5th Administrator of the Pipeline and Hazardous Materials Safety Administration
- In office October 30, 2017 – January 20, 2021
- President: Donald Trump
- Deputy: Drue Pearce
- Preceded by: Marie Dominguez
- Succeeded by: Paul Roberti (2025)

Personal details
- Education: Indiana University, Bloomington (BA) Columbia Southern University (MA)

= Howard R. Elliott =

American government official

Howard Robert "Skip" Elliott is an American government official who served as the Administrator of the Pipeline and Hazardous Materials Safety Administration from 2017 to 2021.

From May 2020 to January 2021, Elliott had been Acting Inspector General of the Department of Transportation. His appointment was considered notable for the fact that Elliott was head of an office that was investigating his own actions.

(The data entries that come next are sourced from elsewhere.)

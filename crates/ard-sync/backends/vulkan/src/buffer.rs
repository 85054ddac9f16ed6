use api::{buffer::BufferCreateInfo, BackendError};
use ash::vk;
use gpu_allocator::vulkan::{Allocation, AllocationCreateDesc, AllocationScheme, Allocator};

use crate::{util, VulkanBackend};

pub struct Buffer {
    pub(crate) buffer: vk::Buffer,
    pub(crate) block: Option<Allocation>,
    pub(crate) size: u64,
}

impl Buffer {
    pub(crate) unsafe fn new(
        ctx: &VulkanBackend,
        allocator: &mut Allocator,
        create_info: &BufferCreateInfo,
    ) -> Result<Self, BackendError> {
        // Create the buffer
        let buffer_create_info = vk::BufferCreateInfo::default()
            .size(create_info.size.max(1))
            .usage(util::to_vk_buffer_usage(create_info.buffer_usage))
            .sharing_mode(vk::SharingMode::EXCLUSIVE);
        let buffer = ctx
            .device
            .create_buffer(&buffer_create_info, None)
            .map_err(util::to_backend_error)?;

        // Allocate memory
        let mem_reqs = ctx.device.get_buffer_memory_requirements(buffer);
        let block = match allocator.allocate(&AllocationCreateDesc {
            name: create_info.debug_name.as_deref().unwrap_or("buffer"),
            requirements: mem_reqs,
            location: util::to_gpu_allocator_memory_location(create_info.memory_usage),
            linear: true,
            allocation_scheme: AllocationScheme::GpuAllocatorManaged,
        }) {
            Ok(block) => block,
            Err(err) => {
                ctx.device.destroy_buffer(buffer, None);
                return Err(BackendError::Other(err.to_string()));
            }
        };

        // Bind to the buffer
        if let Err(err) = ctx
            .device
            .bind_buffer_memory(buffer, block.memory(), block.offset())
        {
            ctx.device.destroy_buffer(buffer, None);
            let _ = allocator.free(block);
            return Err(util::to_backend_error(err));
        }

        if let Some(name) = &create_info.debug_name {
            ctx.set_debug_name(buffer, name);
        }

        Ok(Self {
            buffer,
            block: Some(block),
            size: create_info.size,
        })
    }

    pub(crate) unsafe fn release(&mut self, device: &ash::Device, allocator: &mut Allocator) {
        if let Some(block) = self.block.take() {
            if let Err(err) = allocator.free(block) {
                ard_log::warn!("unable to free buffer memory: {err}");
            }
        }
        device.destroy_buffer(self.buffer, None);
        self.buffer = vk::Buffer::null();
    }

    #[inline(always)]
    pub fn size(&self) -> u64 {
        self.size
    }
}
use crate::{framebuffer::FramebufferState, Backend};

#[derive(Debug, Copy, Clone, PartialEq)]
pub enum ClearValue {
    Color([f32; 4]),
    DepthStencil { depth: f32, stencil: u32 },
}

pub struct RenderPassBegin<'a, B: Backend> {
    pub render_pass: &'a B::RenderPass,
    pub framebuffer: &'a B::Framebuffer,
    pub state: &'a FramebufferState,
    /// Views bound at begin time. Required for imageless framebuffers and ignored otherwise.
    pub attachments: &'a [&'a B::ImageView],
    /// One value per attachment up to the last attachment that is cleared.
    pub clear_values: &'a [ClearValue],
}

Elliott left both positions on January 20, 2021.

== Education ==
Elliot earned a Bachelor of Arts degree in English and forensic science from Indiana University. He received the first ever Distinguished Alumni Award from Indiana University's Department of Criminal Justice. Elliott is a member of the Indiana University College of Arts and Sciences Executive Dean's Advisory Committee. He later earned a Master's degree from Columbia Southern University.

== Career ==
Prior to assuming his role as Administrator, Elliott had a 40-year career in the U.S. freight rail industry, beginning as a railroad police officer in Elkhart, Indiana. Most recently, he served as vice president of public safety, health, environment and security for CSX Transportation, where he was responsible for hazardous materials transportation safety, homeland security, railroad policing, crisis management, environmental compliance and operations, occupational health management, and continuity of business operations. Elliott has developed and implemented computer-based tools to assist emergency management officials, first responders, and homeland security personnel in preparing for and responding to railroad hazardous materials and security incidents.

Elliott is a recipient of the Association of American Railroads Holden-Proefrock Award for lifetime achievement in hazardous materials transportation safety.